Una consecuencia directa de la alta tasa de mortalidad de los últimos años de la primera década del siglo XX, causada como hemos visto por la guerra y, sobre todo, por la gripe, fue el gran número de huérfanos que dejó, pues en muchas familias ambos progenitores se contaban entre las víctimas. Los llamados huérfanos de la guerra, aunque hubiera sido más preciso llamarles huérfanos de la pandemia, obligó a los gobiernos europeos a promulgar sus primeras leyes de adopción, revisar las ya existentes e incluso se empezó a vislumbrar la figura de la adopción internacional.
Y para no terminar con mal cuerpo, qué os parece rematar la faena con un cóctel bien fresquito. ¿Hace una caipiriña? Seguro que sí. Mientras te la tomas, déjame contarte que esta bebida, originaria de Brasil, pudiera tener que ver con esta terrible epidemia. Y digo podría porque hay dos versiones, la académica y la popular. La primera, dice que fue creada durante el siglo XIX por terratenientes de Piracicaba (Sao Paulo), dedicados al cultivo de la caña de azúcar, para vender las excelencias de este producto y, a la vez, aumentar sus ganancias. Recordemos que la base de la caipiriña es la cachaza (bebida alcohólica que se obtiene de la caña de azúcar) a la que se añade azúcar, limón y hielo abundante. Aunque de origen casi noble, la disponibilidad y accesibilidad de los ingredientes para los campesinos permitió que su consumo se generalizase, convirtiéndola en la bebida popular del Estado y, más tarde, de todo el país. Y la segunda, la del pueblo y la que nos ocupa, también sitúa su origen en Piracicaba pero años más tarde, en 1918.

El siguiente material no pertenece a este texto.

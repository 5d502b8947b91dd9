use {
    prometheus::Registry,
    prometheus_metric_storage::StorageRegistry,
    std::{collections::HashMap, sync::OnceLock},
};

static REGISTRY: OnceLock<StorageRegistry> = OnceLock::new();

/// Configures the global metrics registry with an optional prefix and fixed
/// labels. Must be called before the first `get_registry`/`get_storage_registry`
/// to take effect; afterwards the default registry is already in place.
pub fn setup_registry(prefix: Option<String>, labels: Option<HashMap<String, String>>) {
    let registry = Registry::new_custom(prefix, labels).expect("invalid metrics prefix");
    if REGISTRY.set(StorageRegistry::new(registry)).is_err() {
        tracing::warn!("metrics registry already set up");
    }
}

pub fn get_storage_registry() -> &'static StorageRegistry {
    REGISTRY.get_or_init(|| StorageRegistry::new(Registry::default()))
}

pub fn get_registry() -> &'static Registry {
    get_storage_registry().registry()
}

#[cfg(test)]
mod tests {
    use super::*;

    #[test]
    fn registry_is_singleton() {
        assert!(std::ptr::eq(get_storage_registry(), get_storage_registry()));
        let _ = get_registry();
    }
}
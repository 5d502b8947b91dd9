//! Shutdown signal handling for the daemon and one-shot runs.

/// Completes when the process receives SIGTERM or SIGINT.
#[cfg(unix)]
pub async fn signal_handler() {
    use tokio::signal::unix::{signal, SignalKind};

    let mut sigterm = signal(SignalKind::terminate()).expect("failed to install SIGTERM handler");
    let mut sigint = signal(SignalKind::interrupt()).expect("failed to install SIGINT handler");
    let received = tokio::select! {
        _ = sigterm.recv() => "SIGTERM",
        _ = sigint.recv() => "SIGINT",
    };
    tracing::info!(signal = received, "initiating graceful shutdown");
}

/// Best-effort implementation for non-unix systems.
#[cfg(not(unix))]
pub async fn signal_handler() {
    tokio::signal::ctrl_c()
        .await
        .expect("failed to install CTRL+C handler");
    tracing::info!("received CTRL+C, initiating graceful shutdown");
}
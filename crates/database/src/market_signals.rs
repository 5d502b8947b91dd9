use {chrono::NaiveDate, sqlx::PgConnection, tracing::instrument};

/// One keyword hit inside one community post on one date.
#[derive(Clone, Debug, PartialEq, sqlx::FromRow)]
pub struct MarketSignal {
    pub keyword: String,
    pub post_title: String,
    pub post_url: String,
    pub subreddit: String,
    pub sentiment_score: Option<f64>,
    pub mention_count: i32,
    pub date: NaiveDate,
}

/// Inserts the signal with `mention_count = 1` or, if `(keyword, date,
/// post_url)` already exists, updates title and sentiment and increments the
/// stored mention count by one. The increment tracks reprocessing runs while
/// the latest sentiment calculation wins.
#[instrument(skip_all, fields(keyword = %signal.keyword, post = %signal.post_url))]
pub async fn upsert(ex: &mut PgConnection, signal: &MarketSignal) -> Result<(), sqlx::Error> {
    const QUERY: &str = r#"
INSERT INTO market_signals (keyword, post_title, post_url, subreddit, sentiment_score, mention_count, date)
VALUES ($1, $2, $3, $4, $5, 1, $6)
ON CONFLICT (keyword, date, post_url) DO UPDATE SET
    post_title = EXCLUDED.post_title,
    sentiment_score = EXCLUDED.sentiment_score,
    mention_count = market_signals.mention_count + 1
;"#;
    sqlx::query(QUERY)
        .bind(&signal.keyword)
        .bind(&signal.post_title)
        .bind(&signal.post_url)
        .bind(&signal.subreddit)
        .bind(signal.sentiment_score)
        .bind(signal.date)
        .execute(ex)
        .await?;
    Ok(())
}

/// Total mentions per keyword inside `[from, to]`.
pub async fn keyword_counts(
    ex: &mut PgConnection,
    from: NaiveDate,
    to: NaiveDate,
) -> Result<Vec<(String, i64)>, sqlx::Error> {
    const QUERY: &str = r#"
SELECT keyword, SUM(mention_count)::bigint
FROM market_signals
WHERE date >= $1 AND date <= $2
GROUP BY keyword
;"#;
    sqlx::query_as(QUERY).bind(from).bind(to).fetch_all(ex).await
}

pub async fn fetch(
    ex: &mut PgConnection,
    keyword: &str,
    date: NaiveDate,
    post_url: &str,
) -> Result<Option<MarketSignal>, sqlx::Error> {
    const QUERY: &str = r#"
SELECT keyword, post_title, post_url, subreddit, sentiment_score, mention_count, date
FROM market_signals
WHERE keyword = $1 AND date = $2 AND post_url = $3
;"#;
    sqlx::query_as(QUERY)
        .bind(keyword)
        .bind(date)
        .bind(post_url)
        .fetch_optional(ex)
        .await
}

#[cfg(test)]
mod tests {
    use {super::*, maplit::hashmap, sqlx::Connection, std::collections::HashMap};

    fn signal() -> MarketSignal {
        MarketSignal {
            keyword: "New Release".to_string(),
            post_title: "RTX 4070 Super launch thread".to_string(),
            post_url: "https://reddit.com/r/nvidia/abc".to_string(),
            subreddit: "nvidia".to_string(),
            sentiment_score: None,
            mention_count: 1,
            date: NaiveDate::from_ymd_opt(2024, 6, 1).unwrap(),
        }
    }

    #[tokio::test]
    #[ignore]
    async fn postgres_reingest_increments_mention_count() {
        let mut db = PgConnection::connect("postgresql://").await.unwrap();
        let mut db = db.begin().await.unwrap();
        crate::clear_DANGER_(&mut db).await.unwrap();

        let signal = signal();
        upsert(&mut db, &signal).await.unwrap();
        let row = fetch(&mut db, "New Release", signal.date, &signal.post_url)
            .await
            .unwrap()
            .unwrap();
        assert_eq!(row.mention_count, 1);

        // Second run of the same batch: count increments, sentiment converges.
        let rerun = MarketSignal {
            sentiment_score: Some(20.0),
            ..signal.clone()
        };
        upsert(&mut db, &rerun).await.unwrap();
        let row = fetch(&mut db, "New Release", signal.date, &signal.post_url)
            .await
            .unwrap()
            .unwrap();
        assert_eq!(row.mention_count, 2);
        assert_eq!(row.sentiment_score, Some(20.0));
    }

    #[tokio::test]
    #[ignore]
    async fn postgres_keyword_counts_sum_over_window() {
        let mut db = PgConnection::connect("postgresql://").await.unwrap();
        let mut db = db.begin().await.unwrap();
        crate::clear_DANGER_(&mut db).await.unwrap();

        let date = NaiveDate::from_ymd_opt(2024, 6, 1).unwrap();
        for (keyword, post) in [
            ("New Release", "https://reddit.com/a"),
            ("New Release", "https://reddit.com/b"),
            ("Price Drop", "https://reddit.com/a"),
        ] {
            upsert(
                &mut db,
                &MarketSignal {
                    keyword: keyword.to_string(),
                    post_url: post.to_string(),
                    ..signal()
                },
            )
            .await
            .unwrap();
        }
        // Outside the window.
        upsert(
            &mut db,
            &MarketSignal {
                date: date - chrono::Duration::days(30),
                ..signal()
            },
        )
        .await
        .unwrap();

        let counts: HashMap<_, _> = keyword_counts(&mut db, date - chrono::Duration::days(7), date)
            .await
            .unwrap()
            .into_iter()
            .collect();
        assert_eq!(
            counts,
            hashmap! {
                "New Release".to_string() => 2,
                "Price Drop".to_string() => 1,
            }
        );
    }
}
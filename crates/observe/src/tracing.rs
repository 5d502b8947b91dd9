use {std::sync::Once, tracing_subscriber::EnvFilter};

static INIT: Once = Once::new();

/// Initializes the global tracing subscriber with the given `EnvFilter`
/// directives. Set-once: repeated calls (tests, multiple components in one
/// process) are no-ops.
pub fn initialize(env_filter: &str) {
    INIT.call_once(|| {
        let filter = EnvFilter::try_new(env_filter).unwrap_or_else(|err| {
            eprintln!("invalid log filter {env_filter:?}: {err}, falling back to info");
            EnvFilter::new("info")
        });
        tracing_subscriber::fmt()
            .with_env_filter(filter)
            .with_target(true)
            .init();
    });
}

Muchos campesinos estaban enfermando en las plantaciones de caña por un brote de gripe, y uno de ellos, llamado Paulo Vieira, decidió preparar un brebaje medicinal mezclando la cachaza con limón, ajo y miel. Más tarde, se quitó el ajo y la miel y se añadió el hielo para soportar el calor de aquellos lares. Y ahora, con la mano en el corazón, ¿quién no ha probado un remedio de la abuela para los resfriados a base de ajo, miel y limón? Yo sí. Y ya puestos, vamos a viajar hasta 1918 y suponer que estamos postrados en la cama con todos los síntomas de la gripe española, y el médico te da a elegir entre tomarte una caipiriña o los remedios recetados en Europa y los Estados Unidos. Para que no me digáis que juego con ventaja, en Europa y los Estados Unidos se recetaba quinina, gárgaras con agua salada, preparados con arsénico o con aceite de ricino, e incluso en los Estados Unidos se comercializó un producto milagroso llamado “Grippura Spanish Influenza Remedy”, también recomendado para la tuberculosis.
Otros bañaron a sus pacientes con agua helada y algunos los "sangraron", en la acepción médica y económica. Hasta se recomendaba fumar, pero tragándose el humo, o directamente inhalarlo porque se pensaba que mataba a los bichos. ¿Qué me decís? Ahora que tenéis toda la información sobre la mesa, siendo el resultado de todos los remedios el mismo, ¿no os tomaríais una caipiriña fresquita en lugar de los otros, algunos de ellos propios de charlatanes y sacacuartos? Porque yo sí.